Falta de sono deixa as pessoas mais egoístas, aponta estudo
21 novembro 2022 às 18h53
COMPARTILHAR
Cientistas da Universidade da Califórnia, em Berkeley, publicaram no periódico PLOS Biology um estudo em que acompanharam os efeitos da falta de sono no comportamento. Já se sabia que a privação de sono prejudica o coração, mas a atenção dos pesquisadores foi atraída pelo fato inusitado de que, em todo os Estados Unidos, as doações para organizações de caridade sem fins lucrativos caem em média 10% na semana em que uma hora de sono é perdida na mudança para o horário de verão. No Arizona e no Havaí, estados que não adotam o horário de verão, as doações permaneceram inalteradas.
Como mais da metade das pessoas que vivem em países desenvolvidos relatam que raramente dormem o suficiente durante dias de trabalho, a descoberta tem implicações além do horário de verão. “A falta de sono molda as experiências sociais que temos e o tipo de sociedade em que vivemos”, escreveu o neurocientista Eti Ben Simon, da Universidade da Califórnia, em Berkeley.
Para testar a ligação entre perda de sono e a generosidade, Ben Simon e sua equipe levaram 23 jovens adultos ao laboratório por duas noites. Os participantes dormiram uma noite e ficaram acordados por outra noite. No período da manhã, os participantes preencheram um questionário padronizado que avaliava sua probabilidade de ajudar estranhos ou conhecidos em vários cenários.

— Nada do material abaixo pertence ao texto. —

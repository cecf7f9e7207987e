//! Line-by-line file encryption and decryption.

use std::fs::File;
use std::io::{self, BufRead, BufReader, BufWriter, Write};
use std::path::{Path, PathBuf};

use thiserror::Error;

use super::rotate::rotate_text;
use super::table::SubstitutionTable;

/// Errors that can occur while ciphering a file.
#[derive(Error, Debug)]
pub enum CipherError {
    #[error("Failed to open {}: {source}", path.display())]
    Open { path: PathBuf, source: io::Error },

    #[error("Failed to create {}: {source}", path.display())]
    Create { path: PathBuf, source: io::Error },

    #[error("Failed to read {}: {source}", path.display())]
    Read { path: PathBuf, source: io::Error },

    #[error("Failed to write {}: {source}", path.display())]
    Write { path: PathBuf, source: io::Error },
}

/// Summary of a completed file transformation.
#[derive(Debug, Clone, Copy, PartialEq, Eq, Default)]
pub struct PipelineReport {
    /// Lines written to the destination.
    pub lines: usize,
    /// Bytes written to the destination.
    pub bytes: usize,
}

/// Applies `table` to every line of `source` and writes the result to
/// `destination`, creating or truncating it.
///
/// Line terminators are kept exactly as read, including a missing final
/// newline. The source is opened before the destination is touched; on a
/// later read or write error the destination may be left partially written.
pub fn transform_file(
    source: impl AsRef<Path>,
    table: &SubstitutionTable,
    destination: impl AsRef<Path>,
) -> Result<PipelineReport, CipherError> {
    let source = source.as_ref();
    let destination = destination.as_ref();

    let input = File::open(source).map_err(|e| CipherError::Open {
        path: source.to_path_buf(),
        source: e,
    })?;
    let output = File::create(destination).map_err(|e| CipherError::Create {
        path: destination.to_path_buf(),
        source: e,
    })?;

    let mut reader = BufReader::new(input);
    let mut writer = BufWriter::new(output);
    let mut report = PipelineReport::default();
    let mut line = String::new();

    loop {
        line.clear();
        let read = reader.read_line(&mut line).map_err(|e| CipherError::Read {
            path: source.to_path_buf(),
            source: e,
        })?;
        if read == 0 {
            break;
        }

        let rotated = rotate_text(&line, table);
        writer
            .write_all(rotated.as_bytes())
            .map_err(|e| CipherError::Write {
                path: destination.to_path_buf(),
                source: e,
            })?;

        report.lines += 1;
        report.bytes += rotated.len();
    }

    writer.flush().map_err(|e| CipherError::Write {
        path: destination.to_path_buf(),
        source: e,
    })?;

    Ok(report)
}

/// Encrypts `clear_text_path` with a Caesar rotation of `rot` into `output_path`.
pub fn caesar_cipher(
    clear_text_path: impl AsRef<Path>,
    rot: i64,
    output_path: impl AsRef<Path>,
) -> Result<PipelineReport, CipherError> {
    transform_file(clear_text_path, &SubstitutionTable::encrypt(rot), output_path)
}

/// Decrypts `cipher_text_path`, previously encrypted with rotation `rot`, into `output_path`.
pub fn caesar_decipher(
    cipher_text_path: impl AsRef<Path>,
    rot: i64,
    output_path: impl AsRef<Path>,
) -> Result<PipelineReport, CipherError> {
    transform_file(cipher_text_path, &SubstitutionTable::decrypt(rot), output_path)
}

Por exemplo, os participantes classificaram em uma escala de 1 a 5 a probabilidade de ceder seu assento em um ônibus para um estranho, ou de oferecer uma carona para um colega de trabalho necessitado. Aproximadamente 80% dos participantes mostraram menos probabilidade de ajudar os outros quando privados de sono do que quando descansados.
Os pesquisadores então observaram a atividade cerebral dos participantes em uma máquina de ressonância magnética funcional, comparando a atividade neural de cada participante em um estado de descanso versus em um estado de privação de sono. Isso mostrou que a falta de sono reduziu a atividade em uma rede de regiões cerebrais ligadas à capacidade de empatia.
Em outro experimento, os pesquisadores recrutaram 136 participantes online e fizeram com que eles mantivessem um registro do sono por quatro noites, monitorados por aplicativos que medem a atividade noturna. Cada participante então completou o questionário de altruísmo. Os pesquisadores descobriram que quanto mais tempo os participantes passavam acordados na cama, uma medida de sono ruim, menores eram suas pontuações de altruísmo. Essa queda no altruísmo se manteve verdadeira tanto ao comparar os indivíduos consigo mesmos quanto em relação a outros indivíduos do grupo.
No experimento final, focado no horário de verão, os pesquisadores analisaram doações de caridade de 2001 a 2016 para a Donors Choose, uma organização sem fins lucrativos que arrecada dinheiro para projetos escolares nos Estados Unidos. Quando a equipe excluiu o Havaí e o Arizona, além de exceções como doações muito grandes, restaram mais de 3,4 milhões de doações. Na semana de trabalho após a implementação do horário de verão, as doações totais, que normalmente giravam em torno de US$ 82 por dia, caíram para cerca de US$ 73 por dia.
A abordagem de metodologia tripla permitiu aos pesquisadores maior certeza de que outras variáveis além do sono não estivessem causando a queda na generosidade. A privação crônica do sono no mundo moderno é um problema sério, escreveu Ben Simon nas conclusões de seu trabalho. Mas, ao contrário de muitos outros problemas de grande escala, este tem uma solução acessível. Desta forma, promover o sono como Saúde Pública pode economizar bilhões em tratamentos de condições crônicas e melhorar as relações sociais e qualidade de vida dos indivíduos.